Thursday, 13 May 2010

Timeless Technology

Is there a technology more contemporary yet timeless than sheet glass or mirrors?


9 comments:

Tor said...

containers? perhaps fall under the same category though.

J. Hamlyn said...

Interesting - vessels no less - holders of people, things or substances which allow them to be kept or moved as a body. What strikes me as interesting is that these things (containers and especially mirrors, sheet glass) are all mediators - who's presence is barely felt and this absence or immateriality seems inextricably connected to their timelessness.

J. Hamlyn said...

Oh and how could we forget that most deceptively transparent of containers of the lucid and opaque: language itself. Though arguably not a technology (http://www.babelsdawn.com/babels_dawn/2009/05/is-language-a-technology.html) language nonetheless mediates experience in a way which also conceals its existence.

Tor said...

Fantastic essay there! And you're right about mediators. Would it not be lots of fun to see some sort of family tree/diagram of mediators/vessels? Complete with little drawings of each object (how does one draw Language?).
What do you mean by sheet glass? instead of just glass. (glass jars, optics etc)
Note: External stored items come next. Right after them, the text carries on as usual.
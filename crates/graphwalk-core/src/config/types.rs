//! Configuration type definitions

use serde::{Deserialize, Serialize};

use crate::format::{Algorithm, LabelStyle};
use crate::graph::Vertex;

/// Top-level graphwalk configuration (`graphwalk.toml`)
#[derive(Debug, Clone, Default, PartialEq, Eq, Serialize, Deserialize)]
pub struct Config {
    /// Human output settings
    #[serde(default)]
    pub report: ReportConfig,

    /// Defaults for algorithm runs
    #[serde(default)]
    pub run: RunConfig,
}

/// Settings for human-readable reports
#[derive(Debug, Clone, PartialEq, Eq, Serialize, Deserialize)]
pub struct ReportConfig {
    /// Vertex naming: letters (A, B, ...) or numbers
    #[serde(default)]
    pub labels: LabelStyle,

    /// Print the full source-to-vertex path for each shortest path tree entry
    #[serde(default = "default_show_paths")]
    pub show_paths: bool,
}

/// Defaults applied when the command line leaves them open
#[derive(Debug, Clone, PartialEq, Eq, Serialize, Deserialize)]
pub struct RunConfig {
    /// Algorithms executed by `graphwalk all`, in order
    #[serde(default = "default_algorithms")]
    pub algorithms: Vec<Algorithm>,

    /// Source vertex used when `--source` is not given
    #[serde(default = "default_source")]
    pub source: Vertex,
}

fn default_show_paths() -> bool {
    true
}

fn default_algorithms() -> Vec<Algorithm> {
    Algorithm::ALL.to_vec()
}

fn default_source() -> Vertex {
    1
}

impl Default for ReportConfig {
    fn default() -> Self {
        ReportConfig {
            labels: LabelStyle::default(),
            show_paths: default_show_paths(),
        }
    }
}

impl Default for RunConfig {
    fn default() -> Self {
        RunConfig {
            algorithms: default_algorithms(),
            source: default_source(),
        }
    }
}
The play between what is contained (jam/jar, vision/eyeglasses, the internet) and peoples interactions with these, the implications made by various containers. A mirror or water surface can f.e. be tools of Narcissus, while language itself is a collective affair "Language is no good without a group of users".
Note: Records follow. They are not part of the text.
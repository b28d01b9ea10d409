//! Human-readable rendering of traversal and tree results

use std::io::Write;

use graphwalk_core::config::ReportConfig;
use graphwalk_core::error::Result;
use graphwalk_core::format::{Algorithm, LabelStyle};
use graphwalk_core::graph::{TraversalKind, TraversalResult, TreeKind, TreeResult, Vertex};

const NONE: &str = "-";

/// Renders results as aligned text tables
pub struct Report {
    labels: LabelStyle,
    show_paths: bool,
    quiet: bool,
}

impl Report {
    pub fn new(config: &ReportConfig, quiet: bool) -> Self {
        Report {
            labels: config.labels,
            show_paths: config.show_paths,
            quiet,
        }
    }

    fn name(&self, vertex: Vertex) -> String {
        self.labels.label(vertex)
    }

    fn parent_name(&self, parent: Option<Vertex>) -> String {
        parent.map_or_else(|| NONE.to_string(), |p| self.name(p))
    }

    fn heading<W: Write>(&self, out: &mut W, algorithm: Algorithm, source: Vertex) -> Result<()> {
        if !self.quiet {
            writeln!(out, "{} from {}", algorithm.title(), self.name(source))?;
        }
        Ok(())
    }

    pub fn traversal<W: Write>(
        &self,
        out: &mut W,
        algorithm: Algorithm,
        result: &TraversalResult,
    ) -> Result<()> {
        self.heading(out, algorithm, result.source)?;

        let order: Vec<String> = result.visit_order.iter().map(|&v| self.name(v)).collect();
        writeln!(out, "order: {}", order.join(" "))?;

        match result.kind {
            TraversalKind::DepthFirst => {
                writeln!(out, "{:<8}{:<8}{:<12}finished", "vertex", "parent", "discovered")?;
                for v in 1..=result.vertex_count() {
                    writeln!(
                        out,
                        "{:<8}{:<8}{:<12}{}",
                        self.name(v),
                        self.parent_name(result.parent[v]),
                        stamp(result.discovery[v]),
                        stamp(result.finish[v])
                    )?;
                }
            }
            TraversalKind::BreadthFirst => {
                writeln!(out, "{:<8}{:<8}distance", "vertex", "parent")?;
                for v in 1..=result.vertex_count() {
                    let distance = result
                        .distance(v)
                        .map_or_else(|| "unreached".to_string(), |d| d.to_string());
                    writeln!(
                        out,
                        "{:<8}{:<8}{}",
                        self.name(v),
                        self.parent_name(result.parent[v]),
                        distance
                    )?;
                }
            }
        }
        Ok(())
    }

    pub fn tree<W: Write>(&self, out: &mut W, algorithm: Algorithm, result: &TreeResult) -> Result<()> {
        self.heading(out, algorithm, result.source)?;
        match result.kind {
            TreeKind::MinimumSpanning => self.spanning_tree(out, result),
            TreeKind::ShortestPath => self.path_tree(out, result),
        }
    }

    fn spanning_tree<W: Write>(&self, out: &mut W, result: &TreeResult) -> Result<()> {
        writeln!(out, "{:<12}weight", "edge")?;
        for edge in result.edges() {
            let pair = format!("{}-{}", self.name(edge.parent), self.name(edge.child));
            writeln!(out, "{:<12}{}", pair, edge.weight)?;
        }
        writeln!(out, "total weight: {}", result.total_weight())?;

        let unreached: Vec<String> = (1..=result.vertex_count())
            .filter(|&v| !result.is_reached(v))
            .map(|v| self.name(v))
            .collect();
        if !unreached.is_empty() {
            writeln!(out, "unreached: {}", unreached.join(" "))?;
        }
        Ok(())
    }

    fn path_tree<W: Write>(&self, out: &mut W, result: &TreeResult) -> Result<()> {
        if self.show_paths {
            writeln!(out, "{:<8}{:<8}{:<10}path", "vertex", "parent", "distance")?;
        } else {
            writeln!(out, "{:<8}{:<8}distance", "vertex", "parent")?;
        }

        for v in 1..=result.vertex_count() {
            let name = self.name(v);
            let parent = self.parent_name(result.parent[v]);
            let distance = result
                .distance(v)
                .map_or_else(|| "unreached".to_string(), |d| d.to_string());

            if self.show_paths {
                let path = result.path_to(v).map_or_else(
                    || NONE.to_string(),
                    |path| {
                        path.iter()
                            .map(|&p| self.name(p))
                            .collect::<Vec<_>>()
                            .join(" -> ")
                    },
                );
                writeln!(out, "{:<8}{:<8}{:<10}{}", name, parent, distance, path)?;
            } else {
                writeln!(out, "{:<8}{:<8}{}", name, parent, distance)?;
            }
        }
        Ok(())
    }
}

fn stamp(value: Option<usize>) -> String {
    value.map_or_else(|| NONE.to_string(), |t| t.to_string())
}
In regards to timelessness i enjoyed the bit where Edison quotes Pinker “The crux of [my] argument is that complex language is universal because children actually reinvent it, generation after generation—not because they are taught.”.

p.s.
Excuse the delayed reply. I wish one could get an email notification when stuff happens.

J. Hamlyn said...

Thanks Tor,
By sheet glass I mean the flat stuff we use in windows. Glass bottles, jars and drinking vessels etc must always take a physical form (design) and all designs are bound by “style” which is the very antithesis of timelessness. So I guess I’m drawing a correlation between formlessness (and immateriality) and timelessness. I really like your idea of a family tree - though I have to say I’m not great with Venn diagrams - it took me ages to work out the simple one in my last post and I’m still not happy with it.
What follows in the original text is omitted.